======== DATASET CONTENT ========

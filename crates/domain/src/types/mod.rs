//! Domain types and models

pub mod activity;
pub mod client;
pub mod operation;
pub mod provider;
pub mod query;

pub use activity::{Activity, ActivityType, AddActivityRequest};
pub use client::{AddClientRequest, Client, ClientStatus, UpdateClientRequest};
pub use operation::{DataRequest, OperationKind, ReplayOperation};
pub use provider::{HealthReport, HealthStatus, ProviderKind};
pub use query::{generate_id, Query, QueryOp, QueryResponse, Record};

========

* EXERCISE
Every line with the string "types" in the material should be returned.

* TASK RESPONSE
filename crates/domain/src/types/mod.rs
//! Domain types and models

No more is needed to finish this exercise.